There’s always a chance, as a landlord or property manager, that a relationship with a tenant could turn sour. Many times, there may be things you can do to improve the relationship or solve the problem, but sometimes an eviction is unavoidable. Knowing how to proceed when this is the case, as well as your rights and responsibilities when it comes to eviction cases can keep the conflict from unnecessary escalation.
For a group of Williston residents who argue that rent hikes are forcing those on fixed incomes to miss rent payments, evictions have crossed into “unnecessary escalation” territory recently. There are specific rules in North Dakota related to how much notice a landlord has to provide about increased rent and other issues connected to evictions, so read on to understand your role.
What are some reasons I can evict a tenant?
- Nonpayment of rent
- When a tenant has refused to leave after a Notice to Vacate
- Tenant acting in a manner that disturbs other tenants
- Violations of material lease terms
Are there situations in which I cannot evict a tenant?

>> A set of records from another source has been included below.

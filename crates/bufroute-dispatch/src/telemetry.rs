//! Structured telemetry initialisation for the dispatch adapter.
//!
//! Events go to stderr; stdout belongs to the JSONL response stream.

use std::io::{self, IsTerminal};

use once_cell::sync::OnceCell;
use tracing::{Subscriber, subscriber::SetGlobalDefaultError};
use tracing_subscriber::EnvFilter;
use tracing_subscriber::fmt;

use bufroute_config::{Config, LogFormat};

static TELEMETRY_GUARD: OnceCell<()> = OnceCell::new();

/// Handle returned when telemetry has been initialised.
#[derive(Debug, Default, Clone, Copy)]
pub struct TelemetryHandle;

/// Errors encountered while configuring telemetry.
#[derive(Debug, thiserror::Error)]
pub enum TelemetryError {
    /// Failed to parse the configured log filter expression.
    #[error("invalid log filter '{filter}': {message}")]
    Filter {
        /// The filter expression that failed to parse.
        filter: String,
        /// Description of the parse failure.
        message: String,
    },
    /// Failed to install the tracing subscriber.
    #[error("failed to install telemetry subscriber: {0}")]
    Subscriber(#[source] SetGlobalDefaultError),
}

/// Installs the global tracing subscriber on first call.
///
/// Later calls return a fresh [`TelemetryHandle`] without touching the
/// global state, so embedders and tests may call this freely.
///
/// # Errors
///
/// Returns [`TelemetryError::Filter`] for an unparsable filter and
/// [`TelemetryError::Subscriber`] when another subscriber is already set.
pub fn initialise(config: &Config) -> Result<TelemetryHandle, TelemetryError> {
    TELEMETRY_GUARD
        .get_or_try_init(|| install_subscriber(config))
        .map(|()| TelemetryHandle)
}

/// Parses the configured filter expression.
///
/// # Errors
///
/// Returns [`TelemetryError::Filter`] when the expression is invalid.
pub fn filter_for(config: &Config) -> Result<EnvFilter, TelemetryError> {
    EnvFilter::try_new(config.log_filter()).map_err(|error| TelemetryError::Filter {
        filter: config.log_filter().to_owned(),
        message: error.to_string(),
    })
}

fn install_subscriber(config: &Config) -> Result<(), TelemetryError> {
    let filter = filter_for(config)?;

    let builder = |env_filter: EnvFilter| {
        fmt::Subscriber::builder()
            .with_env_filter(env_filter)
            .with_target(true)
            .with_level(true)
            .with_writer(io::stderr)
            .with_ansi(io::stderr().is_terminal())
            .with_timer(fmt::time::UtcTime::rfc_3339())
    };

    let subscriber: Box<dyn Subscriber + Send + Sync> = match config.log_format() {
        LogFormat::Json => Box::new(builder(filter).json().flatten_event(true).finish()),
        LogFormat::Compact => Box::new(builder(filter).compact().finish()),
    };

    tracing::subscriber::set_global_default(subscriber).map_err(TelemetryError::Subscriber)
}
//! Resource name codec.
//!
//! Resource names follow the micro-format
//! `scheme://path[;key=value[&key2=value2...]][#fragment]`. Reserved
//! characters inside the path, parameter keys and parameter values are
//! percent-escaped so they never collide with the delimiters. A key may repeat
//! to carry a multi-valued parameter.
//!
//! Names without parameters are formatted without the `;` separator, so
//! `scheme://path;` parses successfully but formats back as `scheme://path`.

mod params;

use std::borrow::Cow;
use std::fmt;

use percent_encoding::{AsciiSet, CONTROLS, percent_decode_str, utf8_percent_encode};

use crate::error::RouterError;

pub use self::params::{ParamValue, Params};

const SCHEME_SEPARATOR: &str = "://";
const PARAMS_SEPARATOR: char = ';';
const PAIR_SEPARATOR: char = '&';
const KEY_VALUE_SEPARATOR: char = '=';
const FRAGMENT_SEPARATOR: char = '#';

/// Characters escaped in the path, parameter keys and parameter values.
const COMPONENT: &AsciiSet = &CONTROLS
    .add(b'%')
    .add(b';')
    .add(b'&')
    .add(b'=')
    .add(b'#');

/// Characters escaped in the fragment, which runs to the end of the name.
const FRAGMENT: &AsciiSet = &CONTROLS.add(b'%');

/// Returns `true` when `scheme` can prefix a resource name.
///
/// A scheme starts with an ASCII letter followed by ASCII letters, digits,
/// `+`, `-` or `.`.
#[must_use]
pub fn is_valid_scheme(scheme: &str) -> bool {
    let mut chars = scheme.chars();
    chars.next().is_some_and(|first| first.is_ascii_alphabetic())
        && chars.all(|c| c.is_ascii_alphanumeric() || matches!(c, '+' | '-' | '.'))
}

/// A parsed resource name.
///
/// # Example
///
/// ```
/// use bufroute::name::ResourceName;
///
/// let name = ResourceName::parse("gitui://log;author=ada#HEAD").expect("valid name");
/// assert_eq!(name.scheme(), "gitui");
/// assert_eq!(name.path(), "log");
/// assert_eq!(name.params().get_str("author"), Some("ada"));
/// assert_eq!(name.fragment(), Some("HEAD"));
/// assert_eq!(name.to_string(), "gitui://log;author=ada#HEAD");
/// ```
#[derive(Debug, Clone, PartialEq, Eq)]
pub struct ResourceName {
    scheme: String,
    path: String,
    params: Params,
    fragment: Option<String>,
}

impl ResourceName {
    /// Creates a name with no parameters and no fragment.
    ///
    /// # Errors
    ///
    /// Returns [`RouterError::IllegalScheme`] when the scheme is not a valid
    /// scheme.
    pub fn new(scheme: impl Into<String>, path: impl Into<String>) -> Result<Self, RouterError> {
        let scheme = scheme.into();
        if !is_valid_scheme(&scheme) {
            return Err(RouterError::IllegalScheme { scheme });
        }
        Ok(Self {
            scheme,
            path: path.into(),
            params: Params::new(),
            fragment: None,
        })
    }

    /// Replaces the parameters.
    #[must_use]
    pub fn with_params(mut self, params: Params) -> Self {
        self.params = params;
        self
    }

    /// Replaces the fragment.
    #[must_use]
    pub fn with_fragment(mut self, fragment: Option<String>) -> Self {
        self.fragment = fragment;
        self
    }

    /// Parses a resource name.
    ///
    /// # Errors
    ///
    /// Returns [`RouterError::MalformedName`] when the `scheme://` prefix is
    /// missing or invalid, a parameter lacks `=` or a key, or an escape does
    /// not decode to UTF-8.
    pub fn parse(name: &str) -> Result<Self, RouterError> {
        let Some((scheme, rest)) = name.split_once(SCHEME_SEPARATOR) else {
            return Err(RouterError::malformed_name(name, "missing 'scheme://' prefix"));
        };
        if !is_valid_scheme(scheme) {
            return Err(RouterError::malformed_name(
                name,
                format!("'{scheme}' is not a valid scheme"),
            ));
        }

        let (body, fragment) = match rest.split_once(FRAGMENT_SEPARATOR) {
            Some((body, fragment)) => (body, Some(decode(name, fragment)?)),
            None => (rest, None),
        };
        let (raw_path, query) = match body.split_once(PARAMS_SEPARATOR) {
            Some((path, query)) => (path, query),
            None => (body, ""),
        };

        Ok(Self {
            scheme: scheme.to_owned(),
            path: decode(name, raw_path)?,
            params: parse_params(name, query)?,
            fragment,
        })
    }

    /// Formats the name; equivalent to `to_string()`.
    #[must_use]
    pub fn format(&self) -> String {
        self.to_string()
    }

    /// Scheme of the name.
    #[must_use]
    pub fn scheme(&self) -> &str {
        &self.scheme
    }

    /// Unescaped path of the name.
    #[must_use]
    pub fn path(&self) -> &str {
        &self.path
    }

    /// Parameters of the name.
    #[must_use]
    pub fn params(&self) -> &Params {
        &self.params
    }

    /// Fragment of the name, if present.
    #[must_use]
    pub fn fragment(&self) -> Option<&str> {
        self.fragment.as_deref()
    }
}

impl fmt::Display for ResourceName {
    fn fmt(&self, f: &mut fmt::Formatter<'_>) -> fmt::Result {
        write!(
            f,
            "{}{SCHEME_SEPARATOR}{}",
            self.scheme,
            utf8_percent_encode(&self.path, COMPONENT)
        )?;

        let mut separator = PARAMS_SEPARATOR;
        for (key, value) in self.params.iter() {
            let key = utf8_percent_encode(key, COMPONENT);
            for item in value.values() {
                write!(
                    f,
                    "{separator}{key}{KEY_VALUE_SEPARATOR}{}",
                    utf8_percent_encode(item, COMPONENT)
                )?;
                separator = PAIR_SEPARATOR;
            }
        }

        if let Some(fragment) = &self.fragment {
            write!(
                f,
                "{FRAGMENT_SEPARATOR}{}",
                utf8_percent_encode(fragment, FRAGMENT)
            )?;
        }
        Ok(())
    }
}

fn parse_params(name: &str, query: &str) -> Result<Params, RouterError> {
    let mut params = Params::new();
    if query.is_empty() {
        return Ok(params);
    }
    for pair in query.split(PAIR_SEPARATOR) {
        let Some((key, value)) = pair.split_once(KEY_VALUE_SEPARATOR) else {
            return Err(RouterError::malformed_name(
                name,
                format!("parameter '{pair}' lacks '{KEY_VALUE_SEPARATOR}'"),
            ));
        };
        if key.is_empty() {
            return Err(RouterError::malformed_name(
                name,
                format!("parameter '{pair}' has an empty key"),
            ));
        }
        params.push(decode(name, key)?, decode(name, value)?);
    }
    Ok(params)
}

fn decode(name: &str, component: &str) -> Result<String, RouterError> {
    percent_decode_str(component)
        .decode_utf8()
        .map(Cow::into_owned)
        .map_err(|error| {
            RouterError::malformed_name(name, format!("invalid escape in '{component}': {error}"))
        })
}
//! Ordered resource parameters.

use indexmap::IndexMap;
use serde::{Deserialize, Serialize};

/// Value of a single parameter: one string or a sequence of strings.
///
/// A sequence with exactly one element is never stored; [`Params`] folds it
/// into [`ParamValue::One`] so that names formatted from parameters parse
/// back to equal parameters.
#[derive(Debug, Clone, PartialEq, Eq, Serialize, Deserialize)]
#[serde(untagged)]
pub enum ParamValue {
    /// A single value, `key=value`.
    One(String),
    /// Repeated values, `key=a&key=b`.
    Many(Vec<String>),
}

impl ParamValue {
    /// Returns every value in order.
    #[must_use]
    pub fn values(&self) -> &[String] {
        match self {
            Self::One(value) => std::slice::from_ref(value),
            Self::Many(values) => values,
        }
    }

    /// Returns the first value, if any.
    #[must_use]
    pub fn first(&self) -> Option<&str> {
        self.values().first().map(String::as_str)
    }

    /// Returns the value when exactly one is present.
    #[must_use]
    pub fn as_single(&self) -> Option<&str> {
        match self {
            Self::One(value) => Some(value),
            Self::Many(_) => None,
        }
    }

    fn normalised(self) -> Option<Self> {
        match self {
            Self::Many(values) if values.is_empty() => None,
            Self::Many(mut values) if values.len() == 1 => values.pop().map(Self::One),
            other => Some(other),
        }
    }
}

impl From<String> for ParamValue {
    fn from(value: String) -> Self {
        Self::One(value)
    }
}

impl From<&str> for ParamValue {
    fn from(value: &str) -> Self {
        Self::One(value.to_owned())
    }
}

impl From<Vec<String>> for ParamValue {
    fn from(values: Vec<String>) -> Self {
        Self::Many(values)
    }
}

impl From<Vec<&str>> for ParamValue {
    fn from(values: Vec<&str>) -> Self {
        Self::Many(values.into_iter().map(str::to_owned).collect())
    }
}

/// Parameters attached to a resource name, in insertion order.
#[derive(Debug, Clone, Default, PartialEq, Eq, Serialize, Deserialize)]
#[serde(
    from = "IndexMap<String, ParamValue>",
    into = "IndexMap<String, ParamValue>"
)]
pub struct Params {
    entries: IndexMap<String, ParamValue>,
}

impl Params {
    /// Creates an empty parameter set.
    #[must_use]
    pub fn new() -> Self {
        Self::default()
    }

    /// Sets `key` to `value`, replacing any previous value in place.
    ///
    /// Empty sequences are ignored.
    pub fn insert(&mut self, key: impl Into<String>, value: impl Into<ParamValue>) {
        if let Some(value) = value.into().normalised() {
            self.entries.insert(key.into(), value);
        }
    }

    /// Appends `value` to `key`, turning a single value into a sequence.
    pub fn push(&mut self, key: impl Into<String>, value: impl Into<String>) {
        let value = value.into();
        match self.entries.entry(key.into()) {
            indexmap::map::Entry::Occupied(mut entry) => {
                let merged = match entry.get_mut() {
                    ParamValue::One(existing) => {
                        ParamValue::Many(vec![std::mem::take(existing), value])
                    }
                    ParamValue::Many(values) => {
                        values.push(value);
                        return;
                    }
                };
                entry.insert(merged);
            }
            indexmap::map::Entry::Vacant(entry) => {
                entry.insert(ParamValue::One(value));
            }
        }
    }

    /// Looks up a parameter.
    #[must_use]
    pub fn get(&self, key: &str) -> Option<&ParamValue> {
        self.entries.get(key)
    }

    /// Looks up the first value of a parameter.
    #[must_use]
    pub fn get_str(&self, key: &str) -> Option<&str> {
        self.get(key).and_then(ParamValue::first)
    }

    /// Iterates over parameters in insertion order.
    pub fn iter(&self) -> impl Iterator<Item = (&str, &ParamValue)> {
        self.entries.iter().map(|(key, value)| (key.as_str(), value))
    }

    /// Returns the number of distinct keys.
    #[must_use]
    pub fn len(&self) -> usize {
        self.entries.len()
    }

    /// Returns `true` when no parameters are set.
    #[must_use]
    pub fn is_empty(&self) -> bool {
        self.entries.is_empty()
    }
}

impl From<IndexMap<String, ParamValue>> for Params {
    fn from(entries: IndexMap<String, ParamValue>) -> Self {
        entries.into_iter().collect()
    }
}

impl From<Params> for IndexMap<String, ParamValue> {
    fn from(params: Params) -> Self {
        params.entries
    }
}

impl<K, V> FromIterator<(K, V)> for Params
where
    K: Into<String>,
    V: Into<ParamValue>,
{
    fn from_iter<I: IntoIterator<Item = (K, V)>>(iter: I) -> Self {
        let mut params = Self::new();
        for (key, value) in iter {
            params.insert(key, value);
        }
        params
    }
}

There are situations in which you may seek an eviction but the case will be dismissed for the following reasons:
- If the tenant has made necessary repairs to the property and deducted the expense from the rent
- If the rent has been increased without prior notice to the tenant
What is the process normally like?
Read through this section to ensure that you are following the right processes for evicting a tenant. There are illegal eviction procedures that you are not allowed to pursue, including having the locks changed or the utilities shut off.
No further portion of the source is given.